# DATA
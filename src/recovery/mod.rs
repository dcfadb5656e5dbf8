//! Whole-image verification and repair.
//!
//! [`scan`] decodes every round of an image's FEC parity and reports what it
//! found; [`repair`] does the same and writes every correction back.  Neither
//! needs the image to be readable through the normal block path: a round is
//! only ever judged by its own codewords (and, when a verified hash tree is
//! available, by the leaf hashes of its rows).

pub mod scanner;

use serde::Serialize;

pub use scanner::{repair, repair_file, scan, scan_file, ProgressFn};

/// The verdict for one round of codewords.
#[derive(Debug, Clone, PartialEq, Eq, Serialize)]
#[serde(rename_all = "snake_case", tag = "state")]
pub enum RoundHealth {
    /// Every codeword decoded with no changes.
    Healthy,
    /// Symbols were corrected; `blocks` rows changed.
    Corrected { blocks: usize, symbols: usize },
    /// At least one codeword is beyond the parity's capacity.
    Uncorrectable,
}

impl RoundHealth {
    pub fn is_usable(&self) -> bool {
        !matches!(self, RoundHealth::Uncorrectable)
    }
}

/// Diagnostic record for one round that was not healthy.
#[derive(Debug, Clone, Serialize)]
pub struct ScannedRound {
    pub round:  u64,
    /// Input blocks holding the rows of this round, in row order.
    pub blocks: Vec<u64>,
    pub health: RoundHealth,
}

/// Overall outcome of a scan.
#[derive(Debug, Clone, Copy, PartialEq, Eq, Serialize)]
#[serde(rename_all = "snake_case")]
pub enum RecoveryQuality {
    /// No corruption anywhere.
    Intact,
    /// Corruption found, all of it correctable.
    Correctable,
    /// Some rounds cannot be recovered.
    Damaged,
    /// The image carries no usable FEC trailer.
    Unprotected,
}

#[derive(Debug, Clone, Serialize)]
pub struct RecoveryReport {
    pub total_rounds:         u64,
    pub healthy_rounds:       u64,
    pub corrected_rounds:     u64,
    pub uncorrectable_rounds: u64,
    /// Rows changed over all corrected rounds.
    pub corrected_blocks:     u64,
    pub corrected_symbols:    u64,
    /// Corrections were written back to the image.
    pub repaired:             bool,
    /// Non-healthy rounds only.
    pub round_log:            Vec<ScannedRound>,
    pub quality:              RecoveryQuality,
}

impl RecoveryReport {
    pub(crate) fn unprotected() -> Self {
        Self {
            total_rounds:         0,
            healthy_rounds:       0,
            corrected_rounds:     0,
            uncorrectable_rounds: 0,
            corrected_blocks:     0,
            corrected_symbols:    0,
            repaired:             false,
            round_log:            Vec::new(),
            quality:              RecoveryQuality::Unprotected,
        }
    }

    /// Percentage of rounds that are healthy (0.0–100.0).
    pub fn health_pct(&self) -> f64 {
        if self.total_rounds == 0 {
            return 100.0;
        }
        self.healthy_rounds as f64 / self.total_rounds as f64 * 100.0
    }

    pub fn summary(&self) -> String {
        format!(
            "{:?}: {}/{} rounds healthy ({:.1}%), {} corrected ({} blocks, {} symbols), {} uncorrectable{}",
            self.quality,
            self.healthy_rounds,
            self.total_rounds,
            self.health_pct(),
            self.corrected_rounds,
            self.corrected_blocks,
            self.corrected_symbols,
            self.uncorrectable_rounds,
            if self.repaired { ", repaired" } else { "" },
        )
    }

    pub fn to_json(&self) -> Result<String, serde_json::Error> {
        serde_json::to_string_pretty(self)
    }
}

# WHAT YOU WILL DO
Filter the material above down to the lines that hold the word "changed".

# SOLUTION
    /// Symbols were corrected; `blocks` rows changed.
    /// Rows changed over all corrected rounds.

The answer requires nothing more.